Ioanis Nuguet, réalisateur de « Spartacus et Cassandra »
Tandis que l’euphorie cannoise battait son plein, j’ai rencontré Ioanis Nuguet, le réalisateur de Spartacus et Cassandra, le documentaire bouleversant dont je vous parlais plus tôt. L’occasion d’une douce parenthèse que je vous propose de partager…
Des Films et des Mots : Comment a émergé l’idée de faire un film sur ces deux enfants rroms?
Ioanis Nuguet : L’élément déclencheur à été le discours que le Président Sarkozy a prononcé à l’été 2010 au sujet de l’immigration et de la décision de démanteler la moitié des campements rroms en quelques mois à peine. Très vite, j’ai eu envie de voir ce qu’il se passait dans ces campements, de rencontrer ces familles, de raconter leur histoire. L’idée d’un film est venue rapidement. Je voulais donner à voir toute cette richesse humaine, cette générosité que je côtoyais au quotidien. J’ai commencé par filmer des baptêmes, des mariages, à réaliser des DVD, ce qui m’a permis de me « faire la main ». Car si je n’avais pas de scénario précis en tête, je savais que je voulais tourner un film du point de vue des enfants.
DFDM : Spartacus et Cassandra est votre premier film. Comment s’est passé le tournage?
I.N : Plutôt bien, pour quelqu’un d’autodidacte! Mais à l’impossible, nul n’est tenu, d’autant plus quand la motivation est bien réelle. J’ai ainsi pu apprendre le roumain au cours de ces quatre dernières années. Sachant que cette langue est surtout orale, une fois que vous la pratiquez, vous êtes considéré par la communauté comme l’un des leurs. Pour en revenir au tournage, j’avais essentiellement des grands axes de scènes, mais rien de très arrêté. Par exemple, il est arrivé que Cassandra vienne me raconter un rêve qu’elle avait fait et qu’on l’intègre au film. Le gros travail d’écriture s’est fait au montage. A vrai dire, nous avons passé 1 an 1/2 en tournage, et autant de temps au montage! Mais j’étais bien entouré et chacun y allait de sa contribution.
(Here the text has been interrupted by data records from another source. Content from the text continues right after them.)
use std::fmt;

/// PeerConnectionState indicates the coarse connection state reported by the
/// peer connection engine.
///
/// Not every engine reports it. Where it exists it is only trusted for its
/// failure cases, see [`crate::transport::connection_state`].
///
/// ## Specifications
///
/// * [MDN]
/// * [W3C]
///
/// [MDN]: https://developer.mozilla.org/en-US/docs/Web/API/RTCPeerConnection/connectionState
/// [W3C]: https://w3c.github.io/webrtc-pc/#dom-peerconnection-connection-state
#[derive(Default, Debug, Copy, Clone, PartialEq, Eq)]
pub enum RTCPeerConnectionState {
    #[default]
    Unspecified,

    /// PeerConnectionStateNew indicates that any of the ICETransports or
    /// DTLSTransports are in the "new" state and none of the transports are
    /// in the "connecting", "checking", "failed" or "disconnected" state.
    New,

    /// PeerConnectionStateConnecting indicates that any of the
    /// ICETransports or DTLSTransports are in the "connecting" or
    /// "checking" state and none of them is in the "failed" state.
    Connecting,

    /// PeerConnectionStateConnected indicates that all ICETransports and
    /// DTLSTransports are in the "connected", "completed" or "closed" state
    /// and at least one of them is in the "connected" or "completed" state.
    Connected,

    /// PeerConnectionStateDisconnected indicates that any of the
    /// ICETransports or DTLSTransports are in the "disconnected" state
    /// and none of them are in the "failed" or "connecting" or "checking" state.
    Disconnected,

    /// PeerConnectionStateFailed indicates that any of the ICETransports
    /// or DTLSTransports are in a "failed" state.
    Failed,

    /// PeerConnectionStateClosed indicates the peer connection is closed.
    Closed,
}

const PEER_CONNECTION_STATE_NEW_STR: &str = "new";
const PEER_CONNECTION_STATE_CONNECTING_STR: &str = "connecting";
const PEER_CONNECTION_STATE_CONNECTED_STR: &str = "connected";
const PEER_CONNECTION_STATE_DISCONNECTED_STR: &str = "disconnected";
const PEER_CONNECTION_STATE_FAILED_STR: &str = "failed";
const PEER_CONNECTION_STATE_CLOSED_STR: &str = "closed";

impl From<&str> for RTCPeerConnectionState {
    fn from(raw: &str) -> Self {
        match raw {
            PEER_CONNECTION_STATE_NEW_STR => RTCPeerConnectionState::New,
            PEER_CONNECTION_STATE_CONNECTING_STR => RTCPeerConnectionState::Connecting,
            PEER_CONNECTION_STATE_CONNECTED_STR => RTCPeerConnectionState::Connected,
            PEER_CONNECTION_STATE_DISCONNECTED_STR => RTCPeerConnectionState::Disconnected,
            PEER_CONNECTION_STATE_FAILED_STR => RTCPeerConnectionState::Failed,
            PEER_CONNECTION_STATE_CLOSED_STR => RTCPeerConnectionState::Closed,
            _ => RTCPeerConnectionState::Unspecified,
        }
    }
}

impl fmt::Display for RTCPeerConnectionState {
    fn fmt(&self, f: &mut fmt::Formatter<'_>) -> fmt::Result {
        let s = match *self {
            RTCPeerConnectionState::New => PEER_CONNECTION_STATE_NEW_STR,
            RTCPeerConnectionState::Connecting => PEER_CONNECTION_STATE_CONNECTING_STR,
            RTCPeerConnectionState::Connected => PEER_CONNECTION_STATE_CONNECTED_STR,
            RTCPeerConnectionState::Disconnected => PEER_CONNECTION_STATE_DISCONNECTED_STR,
            RTCPeerConnectionState::Failed => PEER_CONNECTION_STATE_FAILED_STR,
            RTCPeerConnectionState::Closed => PEER_CONNECTION_STATE_CLOSED_STR,
            RTCPeerConnectionState::Unspecified => crate::UNSPECIFIED_STR,
        };
        write!(f, "{s}")
    }
}
use std::fmt;

use crate::ice_transport::ice_connection_state::RTCIceConnectionState;
use crate::peer_connection::peer_connection_state::RTCPeerConnectionState;

/// ConnectionState is the single connection state a transport reports,
/// reconciled from the engine's ICE and peer connection signals.
#[derive(Default, Debug, Copy, Clone, PartialEq, Eq)]
pub enum ConnectionState {
    #[default]
    New = 0,
    Connecting = 1,
    Connected = 2,
    Disconnected = 3,
    Failed = 4,

    /// Closed is terminal.
    Closed = 5,
}

const CONNECTION_STATE_NEW_STR: &str = "new";
const CONNECTION_STATE_CONNECTING_STR: &str = "connecting";
const CONNECTION_STATE_CONNECTED_STR: &str = "connected";
const CONNECTION_STATE_DISCONNECTED_STR: &str = "disconnected";
const CONNECTION_STATE_FAILED_STR: &str = "failed";
const CONNECTION_STATE_CLOSED_STR: &str = "closed";

impl From<u8> for ConnectionState {
    fn from(v: u8) -> Self {
        match v {
            1 => ConnectionState::Connecting,
            2 => ConnectionState::Connected,
            3 => ConnectionState::Disconnected,
            4 => ConnectionState::Failed,
            5 => ConnectionState::Closed,
            _ => ConnectionState::New,
        }
    }
}

impl fmt::Display for ConnectionState {
    fn fmt(&self, f: &mut fmt::Formatter<'_>) -> fmt::Result {
        let s = match *self {
            ConnectionState::New => CONNECTION_STATE_NEW_STR,
            ConnectionState::Connecting => CONNECTION_STATE_CONNECTING_STR,
            ConnectionState::Connected => CONNECTION_STATE_CONNECTED_STR,
            ConnectionState::Disconnected => CONNECTION_STATE_DISCONNECTED_STR,
            ConnectionState::Failed => CONNECTION_STATE_FAILED_STR,
            ConnectionState::Closed => CONNECTION_STATE_CLOSED_STR,
        };
        write!(f, "{s}")
    }
}

/// ConnectivitySignal is one low level state change reported by the engine.
#[derive(Debug, Copy, Clone, PartialEq, Eq)]
pub enum ConnectivitySignal {
    /// Ice is the fine grained ICE connection state, reported by every engine.
    Ice(RTCIceConnectionState),

    /// Connection is the coarse peer connection state. Only its failure
    /// cases are used.
    Connection(RTCPeerConnectionState),
}

impl fmt::Display for ConnectivitySignal {
    fn fmt(&self, f: &mut fmt::Formatter<'_>) -> fmt::Result {
        match self {
            ConnectivitySignal::Ice(state) => write!(f, "iceConnectionState {state}"),
            ConnectivitySignal::Connection(state) => write!(f, "connectionState {state}"),
        }
    }
}

fn map_signal(signal: ConnectivitySignal) -> Option<ConnectionState> {
    match signal {
        ConnectivitySignal::Ice(state) => match state {
            RTCIceConnectionState::Checking => Some(ConnectionState::Connecting),
            RTCIceConnectionState::Connected | RTCIceConnectionState::Completed => {
                Some(ConnectionState::Connected)
            }
            RTCIceConnectionState::Disconnected => Some(ConnectionState::Disconnected),
            RTCIceConnectionState::Failed => Some(ConnectionState::Failed),
            RTCIceConnectionState::Closed => Some(ConnectionState::Closed),
            RTCIceConnectionState::New | RTCIceConnectionState::Unspecified => None,
        },
        ConnectivitySignal::Connection(state) => match state {
            RTCPeerConnectionState::Disconnected => Some(ConnectionState::Disconnected),
            RTCPeerConnectionState::Failed => Some(ConnectionState::Failed),
            RTCPeerConnectionState::Closed => Some(ConnectionState::Closed),
            RTCPeerConnectionState::New
            | RTCPeerConnectionState::Connecting
            | RTCPeerConnectionState::Connected
            | RTCPeerConnectionState::Unspecified => None,
        },
    }
}

/// next_connection_state returns the state `signal` moves the transport to,
/// or None when it leaves `previous` unchanged.
///
/// Once `previous` is Closed no signal changes it.
pub fn next_connection_state(
    signal: ConnectivitySignal,
    previous: ConnectionState,
) -> Option<ConnectionState> {
    if previous == ConnectionState::Closed {
        return None;
    }

    match map_signal(signal) {
        Some(next) if next != previous => Some(next),
        _ => None,
    }
}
DFDM : Quel est votre rapport au cinéma?
I.N : Il est vrai que mon « milieu » d’origine, c’est la danse. Mais le cinéma m’a toujours fasciné. C’est un médium qui offre une possible condensation du temps, qui permet d’avoir plusieurs plans, d’intégrer l’inconscient et de le restituer en images. Il y a aussi quelque chose de l’ordre de la magie : au cinéma, on amplifie, on transforme, tout en restant attentif aux idées qui peuvent émerger au fur et à mesure. Danser ou faire des films sont finalement deux formes d’expression qui se ressemblent beaucoup. On retrouve une certaine chorégraphie par exemple dans les mouvements de caméra de Jean Vigo, une poésie sublime chez Tarkovski ou Kalatozov*…
DFDM : Et aujourd’hui, quelles ont les nouvelles de Spartacus et de Cassandra?
I.N : Plutôt bonnes! Spartacus rentre au lycée et aimerait s’engager davantage dans la cause des rroms. Cassandra passe en 4e et pense beaucoup aux garçons. Nous vivons tous les quatre – avec Camille – à la campagne, dans la maison que Camille a acheté et qui a nécessité pas mal de travaux. Le chapiteau trône dans le jardin et accueille les amis de Spartacus et Cassandra pendant les vacances. Les enfants sont toujours en contact avec leurs parents, même si ce n’est pas toujours évident : leur père est en Angleterre, leur mère est retournée en Roumanie. Les revoir est forcément compliqué. Mais ils s’épanouissent de plus en plus et c’est formidable de les voir grandir dans l’insouciance que leur âge suppose.
* NDLR : Mikhaïl Kalatozov est un réalisateur d’origine géorgienne qui a remporté la Palme d’Or en 1958 pour Quand passent les cigognes.